William Hill reported to markets at the close of Friday trading that Caesars are the two suitors looking to acquire the heritage UK bookmaker alongside US private equity fund Apollo Global.
Caesars has stated that it has completed its due diligence process and is to acquire the UK bookmaker in ‘advance discussions’. At the beginning of this month, Caesars announced at a 57 percent premium on the share price of William Hill that the William Hill board was “minded to recommend” the plan to shareholders.
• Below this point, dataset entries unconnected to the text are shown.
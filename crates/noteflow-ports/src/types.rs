use serde::{Deserialize, Serialize};
use std::fmt;

/// Logical playback time in seconds. Negative while the lead-in counts down.
pub type Seconds = f64;

#[derive(Clone, Debug, PartialEq, Eq, Hash, Serialize, Deserialize)]
pub struct DeviceId(pub String);

/// Identity of a playable track, used as the high score key.
#[derive(Clone, Debug, PartialEq, Eq, Hash, PartialOrd, Ord, Serialize, Deserialize)]
pub struct TrackId(pub String);

#[derive(Clone, Debug, PartialEq, Eq, Serialize, Deserialize)]
pub struct MidiDevice {
    pub id: DeviceId,
    pub name: String,
    pub manufacturer: Option<String>,
}

impl fmt::Display for DeviceId {
    fn fmt(&self, f: &mut fmt::Formatter<'_>) -> fmt::Result {
        write!(f, "{}", self.0)
    }
}

impl fmt::Display for TrackId {
    fn fmt(&self, f: &mut fmt::Formatter<'_>) -> fmt::Result {
        write!(f, "{}", self.0)
    }
}

impl From<&str> for TrackId {
    fn from(value: &str) -> Self {
        Self(value.to_string())
    }
}
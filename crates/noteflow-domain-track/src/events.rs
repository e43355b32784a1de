use crate::model::{
    is_black_key, InstrumentFilter, MidiEvent, MidiEventKind, MidiFile, NoteRange, NoteSpan,
};
use noteflow_ports::types::Seconds;

/// Flattens the matching tracks into one time-sorted NoteOn/NoteOff sequence.
///
/// Notes without a positive duration are skipped. Ties keep the order in which
/// the events were produced (tracks in file order, notes in track order).
pub fn parse_events(file: &MidiFile, filter: InstrumentFilter) -> Vec<MidiEvent> {
    let mut events = Vec::new();
    for track in file
        .tracks
        .iter()
        .filter(|track| filter.matches(track.instrument.family))
    {
        for note in &track.notes {
            if !(note.duration > 0.0) {
                continue;
            }
            events.push(MidiEvent::note_on(note.time, note.midi, note.velocity));
            events.push(MidiEvent::note_off(note.time + note.duration, note.midi));
        }
    }
    // stable: equal times keep encounter order
    events.sort_by(|a, b| a.time.total_cmp(&b.time));
    events
}

/// Pairs NoteOn/NoteOff events into spans, one open note per pitch.
///
/// A NoteOn on an already open pitch replaces the earlier open note, which is
/// dropped. A NoteOff without an open note is ignored.
pub fn build_spans(events: &[MidiEvent]) -> Vec<NoteSpan> {
    let mut open: [Option<(Seconds, f32)>; 128] = [None; 128];
    let mut spans = Vec::new();

    for event in events {
        let idx = (event.note & 0x7F) as usize;
        match event.kind {
            MidiEventKind::NoteOn => open[idx] = Some((event.time, event.velocity)),
            MidiEventKind::NoteOff => {
                let Some((start_time, velocity)) = open[idx].take() else {
                    continue;
                };
                let duration = event.time - start_time;
                if duration > 0.0 {
                    spans.push(NoteSpan {
                        id: span_id(event.note, start_time),
                        note: event.note,
                        start_time,
                        duration,
                        velocity,
                        is_black: is_black_key(event.note),
                    });
                }
            }
        }
    }

    spans.sort_by(|a, b| a.start_time.total_cmp(&b.start_time));
    spans
}

pub fn note_range(events: &[MidiEvent]) -> Option<NoteRange> {
    let first = events.first()?.note;
    let (min, max) = events
        .iter()
        .fold((first, first), |(min, max), e| (min.min(e.note), max.max(e.note)));
    Some(NoteRange { min, max })
}

fn span_id(note: u8, start_time: Seconds) -> String {
    format!("{note}-{start_time}")
}
use log::debug;
use noteflow_ports::storage::{
    ScoreRecord, ScoreStoragePort, SettingsDto, StorageError, StoragePort,
};
use noteflow_ports::types::TrackId;
use std::collections::BTreeMap;
use std::fs;
use std::path::{Path, PathBuf};

type ScoreTable = BTreeMap<TrackId, ScoreRecord>;

/// JSON files under one directory: `settings.json` and `high_scores.json`.
pub struct FsStorage {
    base_dir: PathBuf,
}

impl FsStorage {
    pub fn new(base_dir: PathBuf) -> Self {
        Self { base_dir }
    }

    pub fn default_base_dir() -> Result<PathBuf, StorageError> {
        let base = dirs_next::config_dir()
            .ok_or_else(|| StorageError::Io("config dir not found".to_string()))?;
        Ok(base.join("Noteflow"))
    }

    pub fn base_dir(&self) -> &Path {
        &self.base_dir
    }

    fn settings_path(&self) -> PathBuf {
        self.base_dir.join("settings.json")
    }

    fn scores_path(&self) -> PathBuf {
        self.base_dir.join("high_scores.json")
    }

    fn load_scores(&self) -> Result<ScoreTable, StorageError> {
        let path = self.scores_path();
        if !path.exists() {
            return Ok(ScoreTable::new());
        }
        Self::read_json(&path)
    }

    fn read_json<T: serde::de::DeserializeOwned>(path: &Path) -> Result<T, StorageError> {
        let data = fs::read(path).map_err(|e| StorageError::Io(e.to_string()))?;
        serde_json::from_slice(&data).map_err(|e| StorageError::Serde(e.to_string()))
    }

    fn write_json<T: serde::Serialize>(path: &Path, value: &T) -> Result<(), StorageError> {
        if let Some(parent) = path.parent() {
            fs::create_dir_all(parent).map_err(|e| StorageError::Io(e.to_string()))?;
        }
        let data =
            serde_json::to_vec_pretty(value).map_err(|e| StorageError::Serde(e.to_string()))?;
        fs::write(path, data).map_err(|e| StorageError::Io(e.to_string()))
    }
}

impl Default for FsStorage {
    fn default() -> Self {
        let base_dir = Self::default_base_dir().unwrap_or_else(|_| PathBuf::from("."));
        Self { base_dir }
    }
}

impl StoragePort for FsStorage {
    fn load_settings(&self) -> Result<SettingsDto, StorageError> {
        let path = self.settings_path();
        if !path.exists() {
            return Ok(SettingsDto::default());
        }
        Self::read_json(&path)
    }

    fn save_settings(&self, s: &SettingsDto) -> Result<(), StorageError> {
        let path = self.settings_path();
        Self::write_json(&path, s)
    }
}

impl ScoreStoragePort for FsStorage {
    fn load_record(&self, track_id: &TrackId) -> Result<ScoreRecord, StorageError> {
        Ok(self
            .load_scores()?
            .get(track_id)
            .copied()
            .unwrap_or_default())
    }

    fn save_record(&self, track_id: &TrackId, record: &ScoreRecord) -> Result<(), StorageError> {
        let mut scores = self.load_scores()?;
        scores.insert(track_id.clone(), *record);
        debug!(
            "saving record for {track_id}: {:.1} / {}",
            record.high_score, record.best_combo
        );
        Self::write_json(&self.scores_path(), &scores)
    }
}
pub mod clock;
pub mod ipc;
pub mod live_notes;
pub mod selection;
pub mod session;

pub use clock::*;
pub use ipc::*;
pub use live_notes::*;
pub use selection::*;
pub use session::*;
An expanded Caesars has submitted its £ 2.9 billion bid, having completed all of its recent $ 17 billion merger with Eldorado Resorts’ US regulatory criteria, as it aims to become the largest casino and hospitality company in North America.
Caesars expects it to close in the first half of 2021, should a buyout of William Hill be decided. Of further importance, Caesars has maintained that if the FTSE firm refuses its bid and partnership with Apollo Global, it has the right to terminate its strategic US partnership with William Hill.
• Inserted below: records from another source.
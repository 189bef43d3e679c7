pub mod args;
pub mod events;
pub mod validation;
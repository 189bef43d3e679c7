pub mod app;
pub mod catalog;
pub mod cli;
pub mod config;
pub mod controller;
pub mod output;
pub mod palette;
pub mod view;

#[cfg(test)]
mod tests;
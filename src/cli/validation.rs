use crate::cli::args::CliArgs;
use crate::output::OutputFormat;
use crate::view::SortOrder;

pub fn validate(args: &CliArgs) -> Result<(), String> {
    if let Some(raw) = args.sort.as_deref() {
        if !raw.trim().is_empty() && SortOrder::parse(raw).is_none() {
            return Err(format!(
                "invalid --sort '{raw}', expected one of: {}",
                sort_order_names()
            ));
        }
    }
    if let Some(raw) = args.format.as_deref() {
        if OutputFormat::parse(raw).is_none() {
            return Err(format!(
                "invalid --format '{raw}', expected text, json, html or page"
            ));
        }
    }
    if let Some(path) = args.output.as_deref() {
        if path.trim().is_empty() {
            return Err("invalid --output, expected a file path".to_string());
        }
    }
    if args.init_config && args.interactive {
        return Err("--init-config cannot be combined with --interactive".to_string());
    }
    Ok(())
}

pub fn sort_order_names() -> String {
    SortOrder::ALL
        .iter()
        .map(SortOrder::as_str)
        .collect::<Vec<_>>()
        .join(", ")
}
use std::collections::HashSet;

/// Base directory every image key is resolved against.
pub const IMAGE_BASE: &str = "images/";

#[derive(Clone, Debug, PartialEq, Eq)]
pub struct Pokemon {
    pub name: String,
    /// Raw comma-separated type field, e.g. `Plante,Poison`.
    pub types: String,
    pub level: Option<u32>,
    pub img: String,
}

impl Pokemon {
    pub fn new(name: &str, types: &str, level: u32, img: &str) -> Self {
        Self {
            name: name.to_string(),
            types: types.to_string(),
            level: Some(level),
            img: img.to_string(),
        }
    }

    /// Type labels in field order, trimmed. A stray comma yields an empty label.
    pub fn types(&self) -> Vec<&str> {
        split_types(&self.types)
    }

    pub fn image_path(&self) -> String {
        format!("{IMAGE_BASE}{}", self.img)
    }

    pub fn missing_fields(&self) -> Vec<&'static str> {
        let mut missing = Vec::new();
        if self.name.trim().is_empty() {
            missing.push("name");
        }
        if self.types().iter().all(|t| t.is_empty()) {
            missing.push("type");
        }
        if matches!(self.level, None | Some(0)) {
            missing.push("level");
        }
        if self.img.trim().is_empty() {
            missing.push("img");
        }
        missing
    }

    pub fn is_complete(&self) -> bool {
        self.missing_fields().is_empty()
    }
}

pub fn split_types(raw: &str) -> Vec<&str> {
    raw.split(',').map(str::trim).collect()
}

const BUILTIN: &[(&str, &str, u32, &str)] = &[
    ("Pikachu", "Électrique", 35, "pikachu.png"),
    ("Bulbizarre", "Plante,Poison", 15, "bulbizarre.png"),
    ("Salamèche", "Feu", 20, "salameche.png"),
    ("Carapuce", "Eau", 10, "carapuce.png"),
    ("Rondoudou", "Normal,Fée", 25, "rondoudou.png"),
    ("Ectoplasma", "Spectre,Poison", 45, "ectoplasma.png"),
    ("Évoli", "Normal,Combat", 22, "evoli.png"),
    ("Dracaufeu", "Feu,Vol", 50, "dracaufeu.png"),
    ("Florizarre", "Plante,Poison", 55, "florizarre.png"),
    ("Tortank", "Eau", 52, "tortank.png"),
    ("Mélofée", "Fée", 18, "melofee.png"),
    ("Raichu", "Électrique", 40, "raichu.png"),
    ("Magicarpe", "Eau", 5, "magicarpe.png"),
    ("Lokhlass", "Eau,Glace", 35, "lokhlass.png"),
    ("Onix", "Roche,Sol", 30, "onix.png"),
    ("Ronflex", "Normal", 45, "ronflex.png"),
    ("Mewtwo", "Psy", 70, "mewtwo.png"),
];

/// Fixed, ordered record list. Never mutated once built.
#[derive(Clone, Debug)]
pub struct Catalog {
    entries: Vec<Pokemon>,
}

impl Catalog {
    pub fn builtin() -> Self {
        let entries = BUILTIN
            .iter()
            .map(|(name, types, level, img)| Pokemon::new(name, types, *level, img))
            .collect();
        Self { entries }
    }

    pub fn from_entries(entries: Vec<Pokemon>) -> Self {
        Self { entries }
    }

    pub fn entries(&self) -> &[Pokemon] {
        &self.entries
    }

    pub fn len(&self) -> usize {
        self.entries.len()
    }

    pub fn is_empty(&self) -> bool {
        self.entries.is_empty()
    }

    pub fn get(&self, name: &str) -> Option<&Pokemon> {
        self.entries.iter().find(|p| p.name == name)
    }

    /// Every type label in first-seen catalog order; feeds the type selector.
    pub fn distinct_types(&self) -> Vec<&str> {
        let mut seen = HashSet::new();
        self.entries
            .iter()
            .flat_map(|p| p.types())
            .filter(|t| !t.is_empty() && seen.insert(*t))
            .collect()
    }
}

impl Default for Catalog {
    fn default() -> Self {
        Self::builtin()
    }
}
Tom Reeg, chief executive of Caesars, in a statement said:“The opportunity to combine our land based-casinos, sports betting and online gaming in the US is a truly exciting prospect.
“William Hill’s sports betting expertise will complement Caesars’ current offering, enabling the combined group to better serve our customers in the fast growing US sports betting and online market.
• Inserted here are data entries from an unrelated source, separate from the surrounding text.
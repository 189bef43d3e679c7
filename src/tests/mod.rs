use std::collections::HashSet;

use crate::catalog::{Catalog, Pokemon};
use crate::controller::{
    CollectingSink, Control, Controller, ControllerError, ControllerState, DisplaySurface,
    FileSurface, Inputs, MemorySurface, ValueField,
};
use crate::output::{self, Background, DisplayOutput, OutputFormat};
use crate::palette::{self, TypeColors};
use crate::view::{self, SortOrder, ViewQuery};

fn names(view: &[&Pokemon]) -> Vec<String> {
    view.iter().map(|p| p.name.clone()).collect()
}

fn query(search: &str, type_filter: &str, sort: &str) -> ViewQuery {
    ViewQuery::new(search, type_filter, sort)
}

fn fields(search: &str, type_filter: &str, sort: &str) -> Inputs<ValueField> {
    Inputs {
        search: ValueField::new(search),
        type_filter: ValueField::new(type_filter),
        sort: ValueField::new(sort),
    }
}

fn html_controller(
    inputs: Inputs<ValueField>,
) -> Controller<ValueField, MemorySurface, CollectingSink> {
    Controller::new(
        Catalog::builtin(),
        TypeColors::builtin(),
        inputs,
        MemorySurface::default(),
        CollectingSink::default(),
        OutputFormat::Html,
    )
}

fn card_for(name: &str) -> output::Card {
    let catalog = Catalog::builtin();
    let pokemon = catalog.get(name).unwrap();
    output::Card::from_pokemon(pokemon, &TypeColors::builtin()).unwrap()
}

#[test]
fn search_matches_name_substring_case_insensitively() {
    let catalog = Catalog::builtin();
    let view = view::compute_view(&catalog, &query("chu", "", ""));
    assert_eq!(names(&view), vec!["Pikachu", "Raichu"]);

    let view = view::compute_view(&catalog, &query("PIKA", "", ""));
    assert_eq!(names(&view), vec!["Pikachu"]);
}

#[test]
fn search_has_no_false_positives_or_negatives() {
    let catalog = Catalog::builtin();
    for search in ["", "a", "ON", "ée", "zzz999", "R", "flo"] {
        let view = view::compute_view(&catalog, &query(search, "", ""));
        let expected: Vec<String> = catalog
            .entries()
            .iter()
            .filter(|p| p.name.to_lowercase().contains(&search.to_lowercase()))
            .map(|p| p.name.clone())
            .collect();
        assert_eq!(names(&view), expected, "search {search:?}");
    }
}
Reeg added: “We look forward to working with William Hill to support future growth in the US by providing our customers with a superior and comprehensive experience across all areas of gaming, sports betting, and entertainment.”
In spite of retaining its core business operations in the UK, through its alliance with Caesars, William Hill has become increasingly focused on its US prospects, having recently signed a new connexion between Caesars and ESPN.
In a statement, Caesars announced that, in addition to taking out $2 billion of new debt secured against William Hill ‘s non-US companies, it will fund the acquisition through a new equity increase.
“Together with iGaming, which is currently outside the scope of the joint venture, Caesars expects that the enlarged sports and online gaming business in the US could generate between US$600-US$700 million in net revenue in FY2021,” the statement added.